___ DATA UNDER STUDY

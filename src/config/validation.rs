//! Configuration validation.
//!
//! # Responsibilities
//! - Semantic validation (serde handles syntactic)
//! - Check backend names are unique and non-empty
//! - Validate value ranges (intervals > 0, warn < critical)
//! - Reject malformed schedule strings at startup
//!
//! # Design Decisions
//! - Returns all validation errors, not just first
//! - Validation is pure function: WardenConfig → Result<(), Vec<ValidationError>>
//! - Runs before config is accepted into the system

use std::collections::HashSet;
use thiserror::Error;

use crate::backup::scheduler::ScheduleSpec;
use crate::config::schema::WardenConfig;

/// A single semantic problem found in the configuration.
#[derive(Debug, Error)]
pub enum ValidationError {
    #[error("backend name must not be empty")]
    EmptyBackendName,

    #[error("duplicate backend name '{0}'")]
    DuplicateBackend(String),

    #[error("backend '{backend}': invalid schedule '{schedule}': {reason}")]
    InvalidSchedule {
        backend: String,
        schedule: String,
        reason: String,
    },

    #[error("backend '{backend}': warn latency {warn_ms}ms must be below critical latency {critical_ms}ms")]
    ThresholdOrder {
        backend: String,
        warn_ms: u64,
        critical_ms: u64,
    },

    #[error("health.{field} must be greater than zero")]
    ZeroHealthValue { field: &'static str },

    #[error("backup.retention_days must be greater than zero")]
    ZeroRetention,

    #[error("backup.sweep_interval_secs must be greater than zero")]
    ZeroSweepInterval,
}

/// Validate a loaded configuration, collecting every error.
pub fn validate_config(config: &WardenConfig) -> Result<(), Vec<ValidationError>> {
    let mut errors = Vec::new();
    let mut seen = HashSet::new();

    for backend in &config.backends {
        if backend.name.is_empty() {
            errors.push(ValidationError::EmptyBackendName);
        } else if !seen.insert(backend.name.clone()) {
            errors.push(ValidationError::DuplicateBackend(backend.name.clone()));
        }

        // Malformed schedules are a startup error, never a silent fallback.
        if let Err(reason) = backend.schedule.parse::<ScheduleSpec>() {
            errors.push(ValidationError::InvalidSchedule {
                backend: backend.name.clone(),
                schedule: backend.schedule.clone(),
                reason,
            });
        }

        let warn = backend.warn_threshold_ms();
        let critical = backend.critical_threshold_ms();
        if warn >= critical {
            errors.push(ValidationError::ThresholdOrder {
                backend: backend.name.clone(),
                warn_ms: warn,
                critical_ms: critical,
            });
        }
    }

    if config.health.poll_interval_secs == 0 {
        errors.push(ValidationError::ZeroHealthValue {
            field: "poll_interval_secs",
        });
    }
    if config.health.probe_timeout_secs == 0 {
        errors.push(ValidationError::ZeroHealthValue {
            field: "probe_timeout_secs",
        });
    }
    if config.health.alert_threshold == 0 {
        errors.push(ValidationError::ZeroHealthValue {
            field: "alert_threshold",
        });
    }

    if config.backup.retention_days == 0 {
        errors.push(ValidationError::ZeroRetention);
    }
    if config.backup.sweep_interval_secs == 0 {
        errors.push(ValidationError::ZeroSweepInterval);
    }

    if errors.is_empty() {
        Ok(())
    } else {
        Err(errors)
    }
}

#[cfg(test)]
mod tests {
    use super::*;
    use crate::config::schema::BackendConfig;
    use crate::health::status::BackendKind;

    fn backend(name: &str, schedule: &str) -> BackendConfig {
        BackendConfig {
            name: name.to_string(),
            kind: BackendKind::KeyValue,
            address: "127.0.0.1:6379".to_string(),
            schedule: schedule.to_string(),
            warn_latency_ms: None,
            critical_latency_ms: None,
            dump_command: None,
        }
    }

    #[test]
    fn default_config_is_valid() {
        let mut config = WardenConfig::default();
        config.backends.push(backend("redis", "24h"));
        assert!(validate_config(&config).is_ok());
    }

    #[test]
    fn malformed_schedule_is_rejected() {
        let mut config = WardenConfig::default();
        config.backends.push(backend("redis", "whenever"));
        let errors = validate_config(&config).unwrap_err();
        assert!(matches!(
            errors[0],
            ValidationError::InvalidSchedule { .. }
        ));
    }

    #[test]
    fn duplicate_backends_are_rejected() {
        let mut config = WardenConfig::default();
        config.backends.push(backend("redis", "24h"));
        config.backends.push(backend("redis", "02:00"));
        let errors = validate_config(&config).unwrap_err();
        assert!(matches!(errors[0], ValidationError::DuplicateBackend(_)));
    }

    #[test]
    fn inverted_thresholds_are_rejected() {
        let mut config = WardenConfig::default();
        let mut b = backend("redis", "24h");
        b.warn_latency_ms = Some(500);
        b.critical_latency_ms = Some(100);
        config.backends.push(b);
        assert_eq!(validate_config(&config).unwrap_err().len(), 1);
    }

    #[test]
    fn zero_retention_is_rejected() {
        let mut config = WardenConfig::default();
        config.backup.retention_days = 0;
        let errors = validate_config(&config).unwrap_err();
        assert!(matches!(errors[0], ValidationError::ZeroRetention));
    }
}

______
___ DATA UNDER STUDY

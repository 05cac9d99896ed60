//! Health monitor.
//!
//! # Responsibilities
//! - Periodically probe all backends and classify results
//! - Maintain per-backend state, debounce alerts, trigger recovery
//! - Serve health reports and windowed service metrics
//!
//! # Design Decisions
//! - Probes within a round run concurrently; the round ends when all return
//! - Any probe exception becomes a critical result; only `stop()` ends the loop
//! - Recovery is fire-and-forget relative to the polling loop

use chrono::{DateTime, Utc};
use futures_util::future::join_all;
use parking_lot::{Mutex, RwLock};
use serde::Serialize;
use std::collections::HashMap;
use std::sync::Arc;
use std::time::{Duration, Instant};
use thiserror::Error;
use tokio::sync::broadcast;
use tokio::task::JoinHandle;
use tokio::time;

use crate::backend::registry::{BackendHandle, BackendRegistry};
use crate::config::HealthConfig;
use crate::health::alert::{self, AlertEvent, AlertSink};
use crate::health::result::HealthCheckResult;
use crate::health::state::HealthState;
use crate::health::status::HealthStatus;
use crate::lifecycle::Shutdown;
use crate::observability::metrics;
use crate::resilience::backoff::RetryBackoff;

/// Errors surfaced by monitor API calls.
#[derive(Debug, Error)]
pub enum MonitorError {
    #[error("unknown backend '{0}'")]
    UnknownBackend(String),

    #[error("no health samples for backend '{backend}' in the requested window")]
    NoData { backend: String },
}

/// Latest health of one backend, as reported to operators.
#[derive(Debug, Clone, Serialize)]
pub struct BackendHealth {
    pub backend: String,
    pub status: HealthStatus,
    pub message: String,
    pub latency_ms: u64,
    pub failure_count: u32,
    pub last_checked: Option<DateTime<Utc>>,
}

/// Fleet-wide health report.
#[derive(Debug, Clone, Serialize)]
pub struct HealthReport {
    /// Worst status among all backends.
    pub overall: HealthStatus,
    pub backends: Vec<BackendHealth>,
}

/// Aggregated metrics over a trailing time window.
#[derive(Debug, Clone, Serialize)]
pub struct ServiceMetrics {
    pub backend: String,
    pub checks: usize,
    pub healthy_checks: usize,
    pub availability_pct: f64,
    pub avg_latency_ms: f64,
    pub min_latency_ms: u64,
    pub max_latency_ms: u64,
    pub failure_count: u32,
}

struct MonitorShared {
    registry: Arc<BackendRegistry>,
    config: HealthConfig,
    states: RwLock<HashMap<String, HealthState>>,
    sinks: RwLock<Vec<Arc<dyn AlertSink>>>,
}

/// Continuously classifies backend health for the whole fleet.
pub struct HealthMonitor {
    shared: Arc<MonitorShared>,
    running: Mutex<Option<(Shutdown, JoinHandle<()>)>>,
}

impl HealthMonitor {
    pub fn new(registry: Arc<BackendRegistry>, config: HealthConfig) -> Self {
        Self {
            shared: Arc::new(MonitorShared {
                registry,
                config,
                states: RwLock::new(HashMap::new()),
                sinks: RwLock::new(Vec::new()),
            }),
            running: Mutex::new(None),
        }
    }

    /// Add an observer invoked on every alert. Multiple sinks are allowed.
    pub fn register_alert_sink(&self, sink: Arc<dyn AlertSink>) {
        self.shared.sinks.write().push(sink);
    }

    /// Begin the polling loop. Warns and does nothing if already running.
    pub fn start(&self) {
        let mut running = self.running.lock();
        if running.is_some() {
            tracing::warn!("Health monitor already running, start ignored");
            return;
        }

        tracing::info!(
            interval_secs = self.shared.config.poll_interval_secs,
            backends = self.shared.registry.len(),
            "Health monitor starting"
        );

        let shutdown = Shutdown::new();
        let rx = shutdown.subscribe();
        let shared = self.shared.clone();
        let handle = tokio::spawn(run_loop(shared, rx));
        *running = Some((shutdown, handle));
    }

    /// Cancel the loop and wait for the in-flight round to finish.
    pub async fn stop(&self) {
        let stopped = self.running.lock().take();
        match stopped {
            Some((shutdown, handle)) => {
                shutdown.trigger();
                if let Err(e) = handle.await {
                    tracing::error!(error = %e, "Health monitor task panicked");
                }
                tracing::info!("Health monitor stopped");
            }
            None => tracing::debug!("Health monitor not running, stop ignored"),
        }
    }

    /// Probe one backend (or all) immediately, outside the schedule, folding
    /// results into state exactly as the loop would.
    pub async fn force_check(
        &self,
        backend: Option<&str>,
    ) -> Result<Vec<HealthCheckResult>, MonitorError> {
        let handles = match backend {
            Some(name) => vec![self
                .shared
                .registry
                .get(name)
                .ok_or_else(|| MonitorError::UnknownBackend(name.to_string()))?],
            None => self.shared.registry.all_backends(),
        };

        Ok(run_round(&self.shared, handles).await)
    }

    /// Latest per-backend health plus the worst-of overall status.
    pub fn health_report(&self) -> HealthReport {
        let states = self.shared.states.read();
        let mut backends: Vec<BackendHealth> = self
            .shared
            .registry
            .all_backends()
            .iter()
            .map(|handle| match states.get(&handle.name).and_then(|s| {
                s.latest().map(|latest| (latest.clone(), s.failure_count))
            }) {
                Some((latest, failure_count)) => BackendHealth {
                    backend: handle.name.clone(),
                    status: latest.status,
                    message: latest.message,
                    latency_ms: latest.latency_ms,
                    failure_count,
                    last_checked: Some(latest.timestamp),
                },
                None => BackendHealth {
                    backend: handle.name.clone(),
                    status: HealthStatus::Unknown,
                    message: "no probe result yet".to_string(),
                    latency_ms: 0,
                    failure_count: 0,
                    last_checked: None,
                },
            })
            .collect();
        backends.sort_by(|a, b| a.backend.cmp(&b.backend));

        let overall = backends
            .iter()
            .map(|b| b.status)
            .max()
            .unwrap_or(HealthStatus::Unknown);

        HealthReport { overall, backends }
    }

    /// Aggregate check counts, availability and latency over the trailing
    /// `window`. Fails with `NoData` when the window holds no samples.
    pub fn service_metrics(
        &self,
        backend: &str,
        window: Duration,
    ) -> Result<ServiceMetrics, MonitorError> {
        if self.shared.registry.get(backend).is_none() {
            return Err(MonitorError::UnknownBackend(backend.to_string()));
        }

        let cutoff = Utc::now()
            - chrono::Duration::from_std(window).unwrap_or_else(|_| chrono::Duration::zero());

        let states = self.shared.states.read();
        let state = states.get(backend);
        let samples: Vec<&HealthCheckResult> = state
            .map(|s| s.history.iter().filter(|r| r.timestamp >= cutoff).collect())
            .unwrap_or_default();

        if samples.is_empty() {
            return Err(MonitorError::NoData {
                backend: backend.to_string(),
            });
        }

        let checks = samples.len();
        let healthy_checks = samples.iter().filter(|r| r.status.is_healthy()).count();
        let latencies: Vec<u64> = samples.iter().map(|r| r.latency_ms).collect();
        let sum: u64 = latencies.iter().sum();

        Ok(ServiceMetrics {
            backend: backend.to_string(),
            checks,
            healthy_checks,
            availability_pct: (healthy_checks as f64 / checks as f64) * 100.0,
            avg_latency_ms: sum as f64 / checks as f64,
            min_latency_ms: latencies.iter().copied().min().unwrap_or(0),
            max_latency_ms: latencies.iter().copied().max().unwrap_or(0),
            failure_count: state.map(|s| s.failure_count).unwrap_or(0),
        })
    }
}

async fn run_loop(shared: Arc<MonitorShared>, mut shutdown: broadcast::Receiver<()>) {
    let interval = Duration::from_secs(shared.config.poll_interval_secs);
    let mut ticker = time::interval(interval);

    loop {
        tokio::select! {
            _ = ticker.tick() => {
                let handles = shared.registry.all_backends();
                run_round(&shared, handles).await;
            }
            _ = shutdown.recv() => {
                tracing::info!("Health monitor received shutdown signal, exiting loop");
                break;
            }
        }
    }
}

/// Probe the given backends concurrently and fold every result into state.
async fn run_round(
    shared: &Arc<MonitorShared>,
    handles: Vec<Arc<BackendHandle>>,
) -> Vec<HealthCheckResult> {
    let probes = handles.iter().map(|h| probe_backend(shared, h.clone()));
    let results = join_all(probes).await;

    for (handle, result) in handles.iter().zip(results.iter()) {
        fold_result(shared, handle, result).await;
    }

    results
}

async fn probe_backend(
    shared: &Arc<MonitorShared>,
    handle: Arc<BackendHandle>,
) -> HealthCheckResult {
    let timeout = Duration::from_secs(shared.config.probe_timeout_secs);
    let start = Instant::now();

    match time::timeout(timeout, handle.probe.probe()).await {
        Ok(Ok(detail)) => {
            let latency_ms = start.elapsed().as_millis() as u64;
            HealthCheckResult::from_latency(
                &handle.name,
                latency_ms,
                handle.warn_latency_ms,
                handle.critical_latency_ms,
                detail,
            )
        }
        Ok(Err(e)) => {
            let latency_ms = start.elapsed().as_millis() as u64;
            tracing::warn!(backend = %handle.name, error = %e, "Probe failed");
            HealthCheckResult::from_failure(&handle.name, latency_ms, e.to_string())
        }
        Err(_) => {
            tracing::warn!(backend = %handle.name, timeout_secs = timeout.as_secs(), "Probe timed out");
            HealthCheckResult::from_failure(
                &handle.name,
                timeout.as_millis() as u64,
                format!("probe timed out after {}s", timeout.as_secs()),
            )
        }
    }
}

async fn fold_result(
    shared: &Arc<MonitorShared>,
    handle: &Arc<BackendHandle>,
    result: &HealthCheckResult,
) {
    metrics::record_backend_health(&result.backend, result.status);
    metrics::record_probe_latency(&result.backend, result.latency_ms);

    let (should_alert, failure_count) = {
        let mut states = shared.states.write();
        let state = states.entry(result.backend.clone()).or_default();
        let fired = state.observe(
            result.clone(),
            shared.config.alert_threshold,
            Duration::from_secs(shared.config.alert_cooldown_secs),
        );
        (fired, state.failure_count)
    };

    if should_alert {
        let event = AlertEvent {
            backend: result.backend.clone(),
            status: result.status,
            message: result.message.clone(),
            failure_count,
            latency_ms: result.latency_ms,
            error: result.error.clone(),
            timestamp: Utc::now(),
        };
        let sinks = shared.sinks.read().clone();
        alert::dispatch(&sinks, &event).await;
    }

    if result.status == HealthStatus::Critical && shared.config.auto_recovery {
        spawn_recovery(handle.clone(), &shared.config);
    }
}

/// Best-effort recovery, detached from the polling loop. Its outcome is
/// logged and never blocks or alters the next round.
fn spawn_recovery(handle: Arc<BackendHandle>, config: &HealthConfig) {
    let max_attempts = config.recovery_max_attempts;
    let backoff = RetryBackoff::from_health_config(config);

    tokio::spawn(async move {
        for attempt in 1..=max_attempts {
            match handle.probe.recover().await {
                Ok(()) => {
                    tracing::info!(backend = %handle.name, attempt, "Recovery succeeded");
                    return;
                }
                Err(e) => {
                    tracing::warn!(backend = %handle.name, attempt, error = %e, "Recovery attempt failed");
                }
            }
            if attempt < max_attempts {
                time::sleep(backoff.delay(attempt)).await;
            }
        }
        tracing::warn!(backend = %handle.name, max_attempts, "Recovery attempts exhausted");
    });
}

______
___ DATA UNDER STUDY

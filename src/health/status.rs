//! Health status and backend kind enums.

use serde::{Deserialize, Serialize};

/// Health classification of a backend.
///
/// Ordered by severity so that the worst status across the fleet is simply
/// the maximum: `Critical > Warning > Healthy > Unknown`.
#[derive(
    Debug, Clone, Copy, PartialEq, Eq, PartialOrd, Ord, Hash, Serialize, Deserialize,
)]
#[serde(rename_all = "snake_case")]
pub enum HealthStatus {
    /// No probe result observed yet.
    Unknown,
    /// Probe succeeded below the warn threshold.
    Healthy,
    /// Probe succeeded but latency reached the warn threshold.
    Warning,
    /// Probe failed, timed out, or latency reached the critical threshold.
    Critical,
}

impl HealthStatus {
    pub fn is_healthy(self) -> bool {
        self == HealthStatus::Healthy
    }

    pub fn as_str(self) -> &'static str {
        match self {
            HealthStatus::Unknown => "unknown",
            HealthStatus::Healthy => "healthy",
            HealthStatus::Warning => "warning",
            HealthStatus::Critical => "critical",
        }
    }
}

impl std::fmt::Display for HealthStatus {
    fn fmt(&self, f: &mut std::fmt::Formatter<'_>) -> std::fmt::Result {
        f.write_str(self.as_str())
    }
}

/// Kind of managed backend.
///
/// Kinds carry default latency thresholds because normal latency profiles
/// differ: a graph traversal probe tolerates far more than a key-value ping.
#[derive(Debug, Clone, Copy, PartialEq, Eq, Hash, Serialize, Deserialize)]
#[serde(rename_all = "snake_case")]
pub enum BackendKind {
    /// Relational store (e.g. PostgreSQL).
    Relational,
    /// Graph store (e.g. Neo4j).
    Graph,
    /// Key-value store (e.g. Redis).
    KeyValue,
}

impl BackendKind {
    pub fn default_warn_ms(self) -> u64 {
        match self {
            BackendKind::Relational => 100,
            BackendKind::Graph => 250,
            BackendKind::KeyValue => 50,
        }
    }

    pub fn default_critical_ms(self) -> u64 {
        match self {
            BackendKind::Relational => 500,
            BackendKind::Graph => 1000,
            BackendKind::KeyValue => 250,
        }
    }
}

______

EXERCISE AIM> Check the records above and copy each line that has the string "trigger".

SOLUTION BELOW>
//! - Maintain per-backend state, debounce alerts, trigger recovery
                shutdown.trigger();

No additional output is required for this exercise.